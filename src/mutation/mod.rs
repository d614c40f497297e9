//! # Resource Mutation Service
//!
//! Bulk delete, force-delete, restore and detach, by explicit list or by
//! "all matching the current query".
//!
//! | Operation | Endpoint | Method |
//! |-----------|----------|--------|
//! | delete | `{prefix}/{resource}` (`/lens/{lens}` for all matching) | DELETE |
//! | detach | `{prefix}/{resource}/detach` | DELETE |
//! | force delete | `{prefix}/{resource}/force` (`/lens/{lens}/force` for all matching) | DELETE |
//! | restore | `{prefix}/{resource}/restore` (`/lens/{lens}/restore` for all matching) | PUT |
//!
//! Per operation: `Idle -> Requested -> Settled -> Idle`. A [`ModalGuard`] is
//! held from the request until settlement, so a modal never has two mutations
//! in flight and always ends up closed.

pub mod listing;
pub mod modal;
pub mod service;

pub use listing::{RemoteListing, ResourceListing};
pub use modal::{Modal, ModalGuard};
pub use service::ResourceMutationService;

ACTIVITY: All of the material above is to be repeated exactly.

EXERCISE RESULT:
filename src/mutation/mod.rs
repository d614c40f497297e9
//! # Resource Mutation Service
//!
//! Bulk delete, force-delete, restore and detach, by explicit list or by
//! "all matching the current query".
//!
//! | Operation | Endpoint | Method |
//! |-----------|----------|--------|
//! | delete | `{prefix}/{resource}` (`/lens/{lens}` for all matching) | DELETE |
//! | detach | `{prefix}/{resource}/detach` | DELETE |
//! | force delete | `{prefix}/{resource}/force` (`/lens/{lens}/force` for all matching) | DELETE |
//! | restore | `{prefix}/{resource}/restore` (`/lens/{lens}/restore` for all matching) | PUT |
//!
//! Per operation: `Idle -> Requested -> Settled -> Idle`. A [`ModalGuard`] is
//! held from the request until settlement, so a modal never has two mutations
//! in flight and always ends up closed.

pub mod listing;
pub mod modal;
pub mod service;

pub use listing::{RemoteListing, ResourceListing};
pub use modal::{Modal, ModalGuard};
pub use service::ResourceMutationService;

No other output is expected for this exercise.